**Data to examine:**
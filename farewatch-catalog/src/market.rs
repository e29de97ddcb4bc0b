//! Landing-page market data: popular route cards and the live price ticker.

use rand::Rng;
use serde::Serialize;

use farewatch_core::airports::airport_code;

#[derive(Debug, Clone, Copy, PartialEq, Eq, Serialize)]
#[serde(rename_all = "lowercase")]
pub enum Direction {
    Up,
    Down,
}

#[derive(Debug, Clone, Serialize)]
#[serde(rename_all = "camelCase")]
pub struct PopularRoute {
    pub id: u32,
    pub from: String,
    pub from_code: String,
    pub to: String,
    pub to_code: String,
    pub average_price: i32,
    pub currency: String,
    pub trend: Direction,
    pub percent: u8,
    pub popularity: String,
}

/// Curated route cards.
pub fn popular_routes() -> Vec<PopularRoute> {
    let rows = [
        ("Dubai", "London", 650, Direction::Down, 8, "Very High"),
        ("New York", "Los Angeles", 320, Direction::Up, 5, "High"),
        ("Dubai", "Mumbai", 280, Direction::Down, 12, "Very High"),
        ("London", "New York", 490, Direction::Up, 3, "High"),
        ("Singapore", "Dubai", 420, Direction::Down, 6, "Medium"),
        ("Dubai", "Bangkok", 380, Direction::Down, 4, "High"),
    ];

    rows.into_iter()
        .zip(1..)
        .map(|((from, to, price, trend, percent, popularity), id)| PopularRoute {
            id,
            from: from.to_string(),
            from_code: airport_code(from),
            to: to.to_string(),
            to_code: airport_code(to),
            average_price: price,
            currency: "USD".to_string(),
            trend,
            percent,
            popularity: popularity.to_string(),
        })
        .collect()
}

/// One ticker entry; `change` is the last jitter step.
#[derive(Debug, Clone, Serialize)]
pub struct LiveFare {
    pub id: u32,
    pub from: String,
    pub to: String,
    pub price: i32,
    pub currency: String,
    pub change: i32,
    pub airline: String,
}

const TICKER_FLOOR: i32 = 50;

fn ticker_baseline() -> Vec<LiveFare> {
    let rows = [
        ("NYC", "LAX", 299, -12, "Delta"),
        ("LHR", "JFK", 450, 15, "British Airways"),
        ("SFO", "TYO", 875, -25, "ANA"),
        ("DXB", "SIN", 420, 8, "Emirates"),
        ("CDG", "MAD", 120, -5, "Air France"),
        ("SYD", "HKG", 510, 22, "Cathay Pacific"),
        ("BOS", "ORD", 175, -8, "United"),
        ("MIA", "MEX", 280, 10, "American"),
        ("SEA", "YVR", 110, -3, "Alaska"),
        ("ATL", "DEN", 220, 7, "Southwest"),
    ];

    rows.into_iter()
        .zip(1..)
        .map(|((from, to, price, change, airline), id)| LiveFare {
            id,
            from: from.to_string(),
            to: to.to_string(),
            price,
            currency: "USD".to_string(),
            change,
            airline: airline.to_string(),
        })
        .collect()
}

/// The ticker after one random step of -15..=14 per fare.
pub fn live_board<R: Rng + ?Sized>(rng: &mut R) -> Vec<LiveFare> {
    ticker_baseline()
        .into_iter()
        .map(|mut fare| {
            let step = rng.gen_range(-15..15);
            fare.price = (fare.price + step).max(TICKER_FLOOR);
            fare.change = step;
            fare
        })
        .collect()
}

**Problem to work on:**
Return the records given above in their entirety, word for word.

**Response to the exercise:**
filename farewatch-catalog/src/market.rs
repository e29de97ddcb4bc0b
//! Landing-page market data: popular route cards and the live price ticker.

use rand::Rng;
use serde::Serialize;

use farewatch_core::airports::airport_code;

#[derive(Debug, Clone, Copy, PartialEq, Eq, Serialize)]
#[serde(rename_all = "lowercase")]
pub enum Direction {
    Up,
    Down,
}

#[derive(Debug, Clone, Serialize)]
#[serde(rename_all = "camelCase")]
pub struct PopularRoute {
    pub id: u32,
    pub from: String,
    pub from_code: String,
    pub to: String,
    pub to_code: String,
    pub average_price: i32,
    pub currency: String,
    pub trend: Direction,
    pub percent: u8,
    pub popularity: String,
}

/// Curated route cards.
pub fn popular_routes() -> Vec<PopularRoute> {
    let rows = [
        ("Dubai", "London", 650, Direction::Down, 8, "Very High"),
        ("New York", "Los Angeles", 320, Direction::Up, 5, "High"),
        ("Dubai", "Mumbai", 280, Direction::Down, 12, "Very High"),
        ("London", "New York", 490, Direction::Up, 3, "High"),
        ("Singapore", "Dubai", 420, Direction::Down, 6, "Medium"),
        ("Dubai", "Bangkok", 380, Direction::Down, 4, "High"),
    ];

    rows.into_iter()
        .zip(1..)
        .map(|((from, to, price, trend, percent, popularity), id)| PopularRoute {
            id,
            from: from.to_string(),
            from_code: airport_code(from),
            to: to.to_string(),
            to_code: airport_code(to),
            average_price: price,
            currency: "USD".to_string(),
            trend,
            percent,
            popularity: popularity.to_string(),
        })
        .collect()
}

/// One ticker entry; `change` is the last jitter step.
#[derive(Debug, Clone, Serialize)]
pub struct LiveFare {
    pub id: u32,
    pub from: String,
    pub to: String,
    pub price: i32,
    pub currency: String,
    pub change: i32,
    pub airline: String,
}

const TICKER_FLOOR: i32 = 50;

fn ticker_baseline() -> Vec<LiveFare> {
    let rows = [
        ("NYC", "LAX", 299, -12, "Delta"),
        ("LHR", "JFK", 450, 15, "British Airways"),
        ("SFO", "TYO", 875, -25, "ANA"),
        ("DXB", "SIN", 420, 8, "Emirates"),
        ("CDG", "MAD", 120, -5, "Air France"),
        ("SYD", "HKG", 510, 22, "Cathay Pacific"),
        ("BOS", "ORD", 175, -8, "United"),
        ("MIA", "MEX", 280, 10, "American"),
        ("SEA", "YVR", 110, -3, "Alaska"),
        ("ATL", "DEN", 220, 7, "Southwest"),
    ];

    rows.into_iter()
        .zip(1..)
        .map(|((from, to, price, change, airline), id)| LiveFare {
            id,
            from: from.to_string(),
            to: to.to_string(),
            price,
            currency: "USD".to_string(),
            change,
            airline: airline.to_string(),
        })
        .collect()
}

/// The ticker after one random step of -15..=14 per fare.
pub fn live_board<R: Rng + ?Sized>(rng: &mut R) -> Vec<LiveFare> {
    ticker_baseline()
        .into_iter()
        .map(|mut fare| {
            let step = rng.gen_range(-15..15);
            fare.price = (fare.price + step).max(TICKER_FLOOR);
            fare.change = step;
            fare
        })
        .collect()
}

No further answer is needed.